Cette semaine, nous publions six textes en réponse à la proposition d’écriture de Solange de Fréminville à partir du roman de Patrick Modiano « Pour que tu ne te perdes pas dans le quartier » (Gallimard, 2015). Voici celui de Laurence Soubrick.
La rue de mon enfance
La rue Keller, Paris 11ème, métro Bastille, est la rue de mon enfance, celle qui m’a vue naître. Y a-t-il un général Keller ? Il faudra que je cherche dans l’annuaire.
Je la connais par cœur ma rue, chaque porte, chaque commerce, le petit passage sombre qui donne dans la rue des Taillandiers, mon école et sa cour de récréation.
L’odeur du pain chaud de la boulangerie de Madame Bonnet, son mari sur le pas de la porte couvert de farine, Le Père Fizz, le bougnat d’en face, sacs de charbon sur le dos. L’un tout noir, l’autre tout blanc.
Madame Bergougnoux, la marchande de bonbons en face de l’école et ses bocaux multicolores, les globaux gagnants, les Mistral gagnants aussi, les roudoudous, les caramels vendus à l’unité…
Le marchand de journaux que l’on surnommait Gros Matou, le beau teinturier et sa mèche à la Nino Ferrer, dont encore enfants, nous étions déjà toutes amoureuses.
Madame Tenembaum la crémière et son comptoir de marbre blanc, chez qui on descendait chercher 50 grammes de râpé pour égayer nos coquillettes.
La Marseillaise, mercière de son état et son accent chantant, chez qui on se fournissait en élastique au mètre pour venir au secours de nos petites culottes usagées.
La cour pavée de mon immeuble et sa fontaine, objet de tous nos jeux, la première marche de l’escalier, lieu de confidences entre copines.

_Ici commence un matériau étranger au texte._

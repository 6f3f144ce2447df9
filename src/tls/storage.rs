//! Typed per-thread storage built on a native key.

use std::ffi::c_void;
use std::fmt;
use std::marker::PhantomData;
use std::ptr;
use std::sync::Arc;

use super::key::{ThreadLocalKey, abort_on_exhaustion};
use crate::error::DispatchError;

/// Holds one `Arc<T>` per thread under a dedicated [`ThreadLocalKey`].
///
/// Values are created lazily by [`get_or_init`](Self::get_or_init) and dropped
/// when their thread exits. Dropping the storage drops the calling thread's
/// value and releases the key; values still held by other running threads are
/// leaked, since the platform does not run destructors for a deleted key.
///
/// # Example
///
/// ```
/// use dispatchbuf::ThreadLocalStorage;
///
/// let storage = ThreadLocalStorage::new();
///
/// std::thread::scope(|s| {
///     s.spawn(|| assert_eq!(*storage.get_or_init(|| 10), 10));
///     s.spawn(|| assert_eq!(*storage.get_or_init(|| 20), 20));
/// });
///
/// assert!(storage.get().is_none());
/// ```
pub struct ThreadLocalStorage<T: 'static> {
    key: ThreadLocalKey,
    // Values never cross threads through the storage itself.
    _marker: PhantomData<fn() -> Arc<T>>,
}

impl<T: 'static> ThreadLocalStorage<T> {
    /// Creates empty storage, aborting if no key slot is left.
    pub fn new() -> Self {
        Self::try_new().unwrap_or_else(|err| abort_on_exhaustion(err))
    }

    /// Creates empty storage.
    pub fn try_new() -> Result<Self, DispatchError> {
        let key = ThreadLocalKey::with_destructor(Some(release_value::<T>))?;
        Ok(Self {
            key,
            _marker: PhantomData,
        })
    }

    /// Returns the calling thread's value, if any.
    pub fn get(&self) -> Option<Arc<T>> {
        let slot = self.key.get().cast::<Arc<T>>();
        // SAFETY: a non-null slot always holds a live `Box<Arc<T>>` created by
        // `replace` on this thread.
        unsafe { slot.as_ref() }.cloned()
    }

    /// Returns the calling thread's value, creating it with `init` first if
    /// the thread has none.
    ///
    /// If `init` itself stores a value on this thread, that value wins and
    /// the one `init` returned is dropped.
    pub fn get_or_init<F>(&self, init: F) -> Arc<T>
    where
        F: FnOnce() -> T,
    {
        if let Some(value) = self.get() {
            return value;
        }

        let value = Arc::new(init());
        if let Some(existing) = self.get() {
            return existing;
        }

        if let Err(err) = self.replace(Some(Arc::clone(&value))) {
            tracing::warn!(error = %err, "thread-local value not stored, returning it unshared");
        }
        value
    }

    /// Replaces the calling thread's value.
    pub fn set(&self, value: T) -> Result<(), DispatchError> {
        self.replace(Some(Arc::new(value))).map(drop)
    }

    /// Removes and returns the calling thread's value.
    pub fn take(&self) -> Option<Arc<T>> {
        if self.key.get().is_null() {
            return None;
        }
        self.replace(None).ok().flatten()
    }

    fn replace(&self, value: Option<Arc<T>>) -> Result<Option<Arc<T>>, DispatchError> {
        let new = match value {
            Some(value) => Box::into_raw(Box::new(value)).cast::<c_void>(),
            None => ptr::null_mut(),
        };
        let old = self.key.get();

        if let Err(err) = self.key.set(new) {
            // SAFETY: `new` was not stored, so this is its only owner.
            drop(unsafe { unbox::<T>(new) });
            return Err(err);
        }

        // SAFETY: `old` was just unlinked from the slot.
        Ok(unsafe { unbox::<T>(old) })
    }
}

impl<T: 'static> Default for ThreadLocalStorage<T> {
    fn default() -> Self {
        Self::new()
    }
}

impl<T: 'static> Drop for ThreadLocalStorage<T> {
    fn drop(&mut self) {
        drop(self.take());
    }
}

impl<T: 'static> fmt::Debug for ThreadLocalStorage<T> {
    fn fmt(&self, f: &mut fmt::Formatter<'_>) -> fmt::Result {
        f.debug_struct("ThreadLocalStorage")
            .field("key", &self.key)
            .finish()
    }
}

/// Reclaims a slot pointer produced by `ThreadLocalStorage::replace`.
///
/// # Safety
///
/// `ptr` must be null or an unlinked pointer from `Box::<Arc<T>>::into_raw`.
unsafe fn unbox<T>(ptr: *mut c_void) -> Option<Arc<T>> {
    if ptr.is_null() {
        return None;
    }
    // SAFETY: guaranteed by the caller.
    Some(*unsafe { Box::from_raw(ptr.cast::<Arc<T>>()) })
}

unsafe extern "C" fn release_value<T>(ptr: *mut c_void) {
    // SAFETY: the platform hands back exactly what `replace` stored, after
    // clearing the slot.
    drop(unsafe { unbox::<T>(ptr) });
}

Le vitrier, le rémouleur et le chanteur des rues à qui nous lancions une pièce dans du papier journal, et l’enfance qui s’éloigne un peu plus et qui me fait sourire et quelquefois pleurer.
Un monde avec ses couleurs, ses odeurs, ses bruits… Un monde dont la gravure ne s’estompe jamais tout à fait.
L.S.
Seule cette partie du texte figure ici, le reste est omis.